IV. Why the best “self-improvement” writers aren’t exclusively self-improvement writers
The best self-improvement writers, for the most part, are those who don’t only right about self-improvement, those who, through the pursuit and achievement of mastery in their respective fields, have acquired unique, first-hand knowledge and insight into how to go about improving yourself, persevering through plateaus, etc.
These people are particularly compelling and effective because their expertise isn’t the feigned or borrowed supply-and-demand expertise that is common currency in the self-improvement world. They bring their real, actual expertise in their respective fields to bear on ideas of self-improvement.
These are people like Dr. Rhonda Patrick, who researches and writes about aging, cancer, and nutrition. People like Seth Godin, who have decades of experience in marketing, business, and technology. And there are obviously many more.
1. The heart of self-improvement is in the first word: “self.” True, meaningful self-improvement is a highly personal experience. My self-improvement is going to look different than yours. We’re different people with different goals, different insecurities, different strengths and weaknesses. Given the deeply personal reality of self-improvement, it seems unwise to rely on writers and thinkers engaged merely in the highly impersonal enterprise of peddling the thoughts of others.
2. As I mentioned in the beginning, Medium is a place where we critically engage with important ideas. So let’s be rigorous with our standards. Let’s push each other to develop our ideas and explore new ones.
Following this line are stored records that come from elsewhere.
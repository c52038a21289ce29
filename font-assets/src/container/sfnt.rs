//! Bare sfnt (TTF/OTF) reading and writing.

use std::{borrow::Cow, collections::BTreeMap};

use read_fonts::{types::Tag, FontRef};
use write_fonts::FontBuilder;

use super::{
    checksum, round4, ContainerError, CFF, CFF2, GLYF, HEAD, HEAD_CHECKSUM_ADJUSTMENT,
};
use crate::{cancel::CancellationToken, format::CFF_SIGNATURE};

const TABLE_RECORD_LEN: usize = 16;
const SFNT_HEADER_LEN: usize = 12;
const CHECKSUM_MAGIC: u32 = 0xB1B0_AFBA;

/// The flavor and tables of a single font.
///
/// Table bytes are held exactly as they were found in the source container.
#[derive(Clone, Debug, Default, PartialEq, Eq)]
pub struct Sfnt {
    flavor: u32,
    tables: BTreeMap<Tag, Vec<u8>>,
}

impl Sfnt {
    pub fn new(flavor: u32) -> Self {
        Sfnt {
            flavor,
            tables: BTreeMap::new(),
        }
    }

    /// Read the tables of a bare sfnt.
    pub fn read(bytes: &[u8], cancel: &CancellationToken) -> Result<Self, ContainerError> {
        let font = FontRef::new(bytes)?;
        Self::from_font(&font, cancel)
    }

    pub fn from_font(font: &FontRef, cancel: &CancellationToken) -> Result<Self, ContainerError> {
        let mut sfnt = Sfnt::new(font.table_directory.sfnt_version());
        for record in font.table_directory.table_records() {
            cancel.check()?;
            let tag = record.tag();
            let data = font
                .table_data(tag)
                .ok_or(read_fonts::ReadError::TableIsMissing(tag))?;
            sfnt.insert(tag, data.as_bytes().to_vec());
        }
        Ok(sfnt)
    }

    pub fn flavor(&self) -> u32 {
        self.flavor
    }

    pub fn set_flavor(&mut self, flavor: u32) {
        self.flavor = flavor;
    }

    pub fn table(&self, tag: Tag) -> Option<&[u8]> {
        self.tables.get(&tag).map(Vec::as_slice)
    }

    pub fn contains(&self, tag: Tag) -> bool {
        self.tables.contains_key(&tag)
    }

    pub fn insert(&mut self, tag: Tag, data: Vec<u8>) {
        self.tables.insert(tag, data);
    }

    pub fn remove(&mut self, tag: Tag) -> Option<Vec<u8>> {
        self.tables.remove(&tag)
    }

    /// Tables in tag order.
    pub fn tables(&self) -> impl Iterator<Item = (Tag, &[u8])> + '_ {
        self.tables.iter().map(|(tag, data)| (*tag, data.as_slice()))
    }

    pub fn num_tables(&self) -> usize {
        self.tables.len()
    }

    pub fn has_cff_outlines(&self) -> bool {
        self.contains(CFF) || self.contains(CFF2)
    }

    pub fn has_truetype_outlines(&self) -> bool {
        self.contains(GLYF)
    }

    /// The size of this font written as a bare sfnt.
    pub fn sfnt_size(&self) -> usize {
        SFNT_HEADER_LEN
            + self.tables.len() * TABLE_RECORD_LEN
            + self.tables.values().map(|t| round4(t.len())).sum::<usize>()
    }

    /// Assemble the tables into a bare sfnt, recomputing the table
    /// directory and `head.checkSumAdjustment`.
    pub fn to_bytes(&self) -> Vec<u8> {
        let mut builder = FontBuilder::new();
        for (tag, data) in &self.tables {
            let data = if *tag == HEAD && data.len() >= HEAD_CHECKSUM_ADJUSTMENT + 4 {
                let mut head = data.clone();
                head[HEAD_CHECKSUM_ADJUSTMENT..HEAD_CHECKSUM_ADJUSTMENT + 4].fill(0);
                Cow::Owned(head)
            } else {
                Cow::Borrowed(data.as_slice())
            };
            builder.add_raw(write_fonts::types::Tag::new(&tag.to_be_bytes()), data);
        }
        let mut bytes = builder.build();
        // the builder always writes the TrueType version
        bytes[..4].copy_from_slice(&self.flavor.to_be_bytes());
        if let Some(head_offset) = table_offset(&bytes, HEAD) {
            let pos = head_offset + HEAD_CHECKSUM_ADJUSTMENT;
            if bytes.len() >= pos + 4 {
                // the builder has already written its own adjustment
                bytes[pos..pos + 4].fill(0);
                let adjustment = CHECKSUM_MAGIC.wrapping_sub(checksum(&bytes));
                bytes[pos..pos + 4].copy_from_slice(&adjustment.to_be_bytes());
            }
        }
        bytes
    }

    /// Whether this font would be written with the `OTTO` signature.
    pub fn is_cff_flavored(&self) -> bool {
        self.flavor == CFF_SIGNATURE
    }
}

/// Find the offset of a table in a freshly assembled sfnt.
fn table_offset(bytes: &[u8], tag: Tag) -> Option<usize> {
    let num_tables = u16::from_be_bytes(bytes.get(4..6)?.try_into().ok()?) as usize;
    (0..num_tables).find_map(|i| {
        let record = bytes.get(SFNT_HEADER_LEN + i * TABLE_RECORD_LEN..)?;
        let record_tag = Tag::new(record.get(..4)?.try_into().ok()?);
        if record_tag != tag {
            return None;
        }
        Some(u32::from_be_bytes(record.get(8..12)?.try_into().ok()?) as usize)
    })
}

#[cfg(test)]
mod tests {
    use font_test_data::FontSpec;
    use read_fonts::TableProvider;

    use super::*;
    use crate::{container::HMTX, format::TRUETYPE_SIGNATURE};

    #[test]
    fn read_then_write_preserves_tables() {
        let bytes = FontSpec::default().build();
        let sfnt = Sfnt::read(&bytes, &CancellationToken::new()).unwrap();
        assert_eq!(sfnt.flavor(), TRUETYPE_SIGNATURE);

        let written = sfnt.to_bytes();
        let font = FontRef::new(&written).unwrap();
        for tag in [GLYF, HMTX] {
            assert_eq!(
                font.table_data(tag).unwrap().as_bytes(),
                sfnt.table(tag).unwrap(),
                "{tag}"
            );
        }
        assert_eq!(written.len(), sfnt.sfnt_size());
    }

    #[test]
    fn whole_font_checksum_is_magic() {
        let bytes = FontSpec::default().build();
        let written = Sfnt::read(&bytes, &CancellationToken::new())
            .unwrap()
            .to_bytes();
        assert_eq!(checksum(&written), CHECKSUM_MAGIC);
        // and head still parses
        let font = FontRef::new(&written).unwrap();
        assert_eq!(font.head().unwrap().units_per_em(), 1000);
    }

    #[test]
    fn checksum_is_magic_after_flavor_change() {
        let bytes = FontSpec {
            cff: true,
            ..Default::default()
        }
        .build();
        let mut sfnt = Sfnt::read(&bytes, &CancellationToken::new()).unwrap();
        let cff = sfnt.to_bytes();
        assert_eq!(checksum(&cff), CHECKSUM_MAGIC);

        sfnt.set_flavor(TRUETYPE_SIGNATURE);
        let written = sfnt.to_bytes();
        assert_eq!(checksum(&written), CHECKSUM_MAGIC);
        // writing twice gives the same bytes
        let again = Sfnt::read(&written, &CancellationToken::new())
            .unwrap()
            .to_bytes();
        assert_eq!(again, written);
    }

    #[test]
    fn keeps_cff_flavor() {
        let bytes = FontSpec {
            cff: true,
            ..Default::default()
        }
        .build();
        let sfnt = Sfnt::read(&bytes, &CancellationToken::new()).unwrap();
        assert!(sfnt.has_cff_outlines());
        assert!(sfnt.is_cff_flavored());
        assert_eq!(&sfnt.to_bytes()[..4], b"OTTO");
    }

    #[test]
    fn cancelled_between_tables() {
        let bytes = FontSpec::default().build();
        let cancel = CancellationToken::new();
        cancel.cancel();
        assert!(matches!(
            Sfnt::read(&bytes, &cancel),
            Err(ContainerError::Cancelled(_))
        ));
    }
}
3. There is nothing inherently wrong with numbers and with racking them up. Or, for that matter, with claps. But clap with intention. Clap exuberantly if your brain was exercised. If your perspectives were expanded, challenged, or enriched. Clap for writing that makes you think damn, I never thought about it that way before. Because it’s on us to curate the content we want to see and to build in the right incentives for writers and thinkers.
4. Self-improvement, ideally, should be anchored to a mission. Your mission.